Горбатый мальчик, которому дома внушали:

— Ты горбатенький. Ты должен хорошо учиться. В этом для тебя всё спасенье!

Внушали каждый час и каждую минуту.

И горбатый мальчик учился с ужасом, учился с отчаянием:

— Получу двойку, — и всему конец!

Ему вбили в голову:

— Будешь плохо учиться, — и погиб!

Вбили крепко, как гвоздь.

Вероятно, когда он получал двойку, ему казалось, что горб вырос у него ещё больше и давит его ещё тяжелее:

— И с горбом, и с двойкой.

Он рыдал.

Я редко видал, чтобы рыдали с таким отчаянием.

Вероятно, он считал себя погибшим человеком.

Когда его «вызывали», он бледнел, терялся, хватался за чужие тетради.

И часто раздавался оклик:

— Хвостов Алексей! Вы хотите обмануть наставника? Это чужая тетрадь!

Тогда он колотился всем своим маленьким хилым телом.

— Г. учитель! Г. учитель!

Г. учитель брался за перо.

И Хвостов Алексей кричал, словно это был меч, которым ему сейчас отрубят голову:

— Г. учитель! Г. учитель! Не ставьте! Не ставьте! Вот моя тетрадка!

Хвостов был любимцем «грека».

— Хвостова вызовет, всегда пошутит.

«Грек» с любовью сделал из горбатого мальчика своего Риголетто.

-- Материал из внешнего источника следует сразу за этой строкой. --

//! `formwright section ...`

use anyhow::Result;
use formwright_store::{FormsContext, SectionUpdate};

use super::{applied, print_json, resolve_section, resolve_template, template};
use crate::cli::SectionCommand;

pub fn run(command: SectionCommand, ctx: &mut FormsContext, json: bool) -> Result<()> {
    match command {
        SectionCommand::Add {
            template: reference,
            title,
        } => {
            let template_id = resolve_template(ctx, &reference)?;
            let section_id = applied(
                ctx.templates_mut().add_section(&template_id, title)?,
                format_args!("template {template_id}"),
            )?;
            let section = template(ctx, &template_id)?.section(&section_id);
            if json {
                print_json(&section)
            } else {
                println!("Added section {section_id}");
                Ok(())
            }
        }
        SectionCommand::Rename {
            template: reference,
            section,
            title,
        } => {
            let template_id = resolve_template(ctx, &reference)?;
            let section_id = resolve_section(template(ctx, &template_id)?, &section)?;
            applied(
                ctx.templates_mut().update_section(
                    &template_id,
                    &section_id,
                    &SectionUpdate::new().with_title(title.clone()),
                )?,
                format_args!("section {section_id}"),
            )?;
            if json {
                print_json(&template(ctx, &template_id)?.section(&section_id))
            } else {
                println!("Renamed section {section_id} to '{title}'");
                Ok(())
            }
        }
        SectionCommand::Move {
            template: reference,
            from,
            to,
        } => {
            let template_id = resolve_template(ctx, &reference)?;
            applied(
                ctx.templates_mut()
                    .reorder_sections(&template_id, from, to)?,
                format_args!("section at position {from}"),
            )?;
            if json {
                print_json(&template(ctx, &template_id)?.sorted_sections())
            } else {
                println!("Moved section {from} to {to}");
                Ok(())
            }
        }
        SectionCommand::Delete {
            template: reference,
            section,
        } => {
            let template_id = resolve_template(ctx, &reference)?;
            let section_id = resolve_section(template(ctx, &template_id)?, &section)?;
            applied(
                ctx.templates_mut()
                    .delete_section(&template_id, &section_id)?,
                format_args!("section {section_id}"),
            )?;
            if json {
                print_json(&serde_json::json!({ "deleted": section_id }))
            } else {
                println!("Deleted section {section_id}");
                Ok(())
            }
        }
    }
}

— Хвостов Алексей! — вдруг спрашивал он, — вы ели лисицу?

И класс давился от смеха.

— Хвостов Алексей! Отвечайте, когда вас спрашивают! Ели ли вы лисицу?

— Нет, я не ел лисицы! — со слезами отвечал Хвостов.

Не поставят ли ему за это двойку?

— «И горбатый, и двойка».

— Хвостов Алексей никогда не ел лисицы!

И класс грохотал.

С визгом хохотали первые ученики.

У них была душа легка: они знали все аористы.

Наперерыв хохотали последние ученики. Хохотали так, чтоб эту заслугу заметили.

— Вот как они умеют смеяться шуткам начальства!

Они не знали ни одного аориста и мечтали:

— Может быть, хоть это зачтётся.

И старались.

Мне не казалось это смешным.

Во-первых, я слышал это в десятый раз. А во-вторых, у горбатого мальчика были глаза полны слёз, — и я не видел в этом ничего особенно смешного.

Зато я не мог удержаться и расхохотался, когда «грек», рассердившись на Павликова Николая, который «считывал», словно Ахилл за Гектором, ринулся за виновным, догнал его, вырвал у него бумажку, растоптал и воскликнул:

— Так же я растопчу и тебя!

«За незнание уроков будут растаптывать!».

— Словно в Индии слоны!

И я так живо представил себе «казнь слоном», что расхохотался.

— Дорошевич Власий, вон из класса!

Установился спорт.

Я серьёзно смотрел «греку» в глаза, когда весь класс хохотал, и смеялся, когда все дрожали в ужасе.

Я получил единицу за незнание аористов и подошёл к греку

— Г. учитель! Позвольте мне не оставаться за единицу после классов сегодня! Позвольте остаться завтра. Сегодня моя мама именинница. И это её страшно огорчит.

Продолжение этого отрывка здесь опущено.